Retype all of the lines below with no changes.

• • • •

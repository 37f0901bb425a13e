use std::sync::Arc;

use tokio::time::Instant;
use tracing::{debug, info};

use super::types::{ContainerService, CreationStatus, ServiceConfig, ServiceError, ServiceResult};
use crate::lib::{
    broker::types::TaskInfo,
    channel::{
        registry::ChannelRegistry,
        types::{ChannelError, ChannelKey, ChannelKind, Subscription},
    },
    model::types::ContainerInstance,
    repository::types::{InstanceRepository, RepositoryError, ScriptRepository, TemplateRepository},
    task::{producer::TaskProducer, types::ContainerExecPayload},
};

impl ContainerService {
    pub fn new(
        producer: Arc<TaskProducer>,
        channels: Arc<ChannelRegistry>,
        templates: Arc<dyn TemplateRepository>,
        scripts: Arc<dyn ScriptRepository>,
        instances: Arc<dyn InstanceRepository>,
        config: ServiceConfig,
    ) -> Self {
        ContainerService {
            producer,
            channels,
            templates,
            scripts,
            instances,
            config,
        }
    }

    pub fn config(&self) -> &ServiceConfig {
        &self.config
    }

    pub async fn create_container(&self, user_id: u64, template_id: u64) -> ServiceResult<TaskInfo> {
        let template = self.templates.get_template(template_id).await?;
        let info = self.producer.enqueue_container_create(user_id, template).await?;
        info!("user {} requested template {} (task {})", user_id, template_id, info.id);
        Ok(info)
    }

    pub async fn get_container(&self, user_id: u64, template_id: u64) -> ServiceResult<ContainerInstance> {
        Ok(self.instances.get_by_user_and_template(user_id, template_id).await?)
    }

    pub fn access_url(&self, instance: &ContainerInstance) -> String {
        format!(
            "http://{}:{}/?tkn={}",
            instance.ip_address, self.config.access_port, instance.token
        )
    }

    /// Queues the template's scripts against the user's instance and
    /// attaches to the exec channel the producer reserved for them.
    pub async fn check_container(&self, user_id: u64, template_id: u64) -> ServiceResult<Subscription> {
        let instance = self.instances.get_by_user_and_template(user_id, template_id).await?;
        let mut scripts = self.scripts.get_scripts_by_template(template_id).await?;
        scripts.sort_by_key(|script| script.order);

        let payload = ContainerExecPayload {
            instance,
            scripts,
            user_id,
            template_id,
        };
        self.producer.enqueue_container_exec(payload).await?;

        self.acquire(&ChannelKey::exec(user_id, template_id)).await
    }

    /// Tries `key` now and then every acquire interval until the acquire
    /// window runs out. Only a missing channel is retried.
    pub async fn acquire(&self, key: &ChannelKey) -> ServiceResult<Subscription> {
        let deadline = Instant::now() + self.config.acquire_window;
        loop {
            match self.channels.get(key) {
                Ok(subscription) => return Ok(subscription),
                Err(ChannelError::NotFound(_)) => {}
                Err(e) => return Err(e.into()),
            }
            if Instant::now() + self.config.acquire_interval > deadline {
                debug!("gave up waiting for channel {}", key);
                return Err(ServiceError::AcquireTimeout);
            }
            tokio::time::sleep(self.config.acquire_interval).await;
        }
    }

    pub fn subscribe(&self, user_id: u64, template_id: u64, kind: ChannelKind) -> ServiceResult<Subscription> {
        Ok(self.channels.get(&ChannelKey::new(user_id, template_id, kind))?)
    }

    /// Live create channel if there is one, otherwise the persisted
    /// instance. Neither means the creation never started.
    pub async fn creation_status(&self, user_id: u64, template_id: u64) -> ServiceResult<CreationStatus> {
        match self.subscribe(user_id, template_id, ChannelKind::Create) {
            Ok(subscription) => Ok(CreationStatus::Live(subscription)),
            Err(ServiceError::NoChannel(key)) => {
                match self.instances.get_by_user_and_template(user_id, template_id).await {
                    Ok(instance) => Ok(CreationStatus::Settled(instance)),
                    Err(RepositoryError::NotFound { .. }) => {
                        Err(ServiceError::NotFound(format!("no container creation for {}", key)))
                    }
                    Err(e) => Err(e.into()),
                }
            }
            Err(e) => Err(e),
        }
    }
}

• • • •

Your solution:
repository 37f0901bb425a13e
use std::sync::Arc;

use tokio::time::Instant;
use tracing::{debug, info};

use super::types::{ContainerService, CreationStatus, ServiceConfig, ServiceError, ServiceResult};
use crate::lib::{
    broker::types::TaskInfo,
    channel::{
        registry::ChannelRegistry,
        types::{ChannelError, ChannelKey, ChannelKind, Subscription},
    },
    model::types::ContainerInstance,
    repository::types::{InstanceRepository, RepositoryError, ScriptRepository, TemplateRepository},
    task::{producer::TaskProducer, types::ContainerExecPayload},
};

impl ContainerService {
    pub fn new(
        producer: Arc<TaskProducer>,
        channels: Arc<ChannelRegistry>,
        templates: Arc<dyn TemplateRepository>,
        scripts: Arc<dyn ScriptRepository>,
        instances: Arc<dyn InstanceRepository>,
        config: ServiceConfig,
    ) -> Self {
        ContainerService {
            producer,
            channels,
            templates,
            scripts,
            instances,
            config,
        }
    }

    pub fn config(&self) -> &ServiceConfig {
        &self.config
    }

    pub async fn create_container(&self, user_id: u64, template_id: u64) -> ServiceResult<TaskInfo> {
        let template = self.templates.get_template(template_id).await?;
        let info = self.producer.enqueue_container_create(user_id, template).await?;
        info!("user {} requested template {} (task {})", user_id, template_id, info.id);
        Ok(info)
    }

    pub async fn get_container(&self, user_id: u64, template_id: u64) -> ServiceResult<ContainerInstance> {
        Ok(self.instances.get_by_user_and_template(user_id, template_id).await?)
    }

    pub fn access_url(&self, instance: &ContainerInstance) -> String {
        format!(
            "http://{}:{}/?tkn={}",
            instance.ip_address, self.config.access_port, instance.token
        )
    }

    /// Queues the template's scripts against the user's instance and
    /// attaches to the exec channel the producer reserved for them.
    pub async fn check_container(&self, user_id: u64, template_id: u64) -> ServiceResult<Subscription> {
        let instance = self.instances.get_by_user_and_template(user_id, template_id).await?;
        let mut scripts = self.scripts.get_scripts_by_template(template_id).await?;
        scripts.sort_by_key(|script| script.order);

        let payload = ContainerExecPayload {
            instance,
            scripts,
            user_id,
            template_id,
        };
        self.producer.enqueue_container_exec(payload).await?;

        self.acquire(&ChannelKey::exec(user_id, template_id)).await
    }

    /// Tries `key` now and then every acquire interval until the acquire
    /// window runs out. Only a missing channel is retried.
    pub async fn acquire(&self, key: &ChannelKey) -> ServiceResult<Subscription> {
        let deadline = Instant::now() + self.config.acquire_window;
        loop {
            match self.channels.get(key) {
                Ok(subscription) => return Ok(subscription),
                Err(ChannelError::NotFound(_)) => {}
                Err(e) => return Err(e.into()),
            }
            if Instant::now() + self.config.acquire_interval > deadline {
                debug!("gave up waiting for channel {}", key);
                return Err(ServiceError::AcquireTimeout);
            }
            tokio::time::sleep(self.config.acquire_interval).await;
        }
    }

    pub fn subscribe(&self, user_id: u64, template_id: u64, kind: ChannelKind) -> ServiceResult<Subscription> {
        Ok(self.channels.get(&ChannelKey::new(user_id, template_id, kind))?)
    }

    /// Live create channel if there is one, otherwise the persisted
    /// instance. Neither means the creation never started.
    pub async fn creation_status(&self, user_id: u64, template_id: u64) -> ServiceResult<CreationStatus> {
        match self.subscribe(user_id, template_id, ChannelKind::Create) {
            Ok(subscription) => Ok(CreationStatus::Live(subscription)),
            Err(ServiceError::NoChannel(key)) => {
                match self.instances.get_by_user_and_template(user_id, template_id).await {
                    Ok(instance) => Ok(CreationStatus::Settled(instance)),
                    Err(RepositoryError::NotFound { .. }) => {
                        Err(ServiceError::NotFound(format!("no container creation for {}", key)))
                    }
                    Err(e) => Err(e.into()),
                }
            }
            Err(e) => Err(e),
        }
    }
}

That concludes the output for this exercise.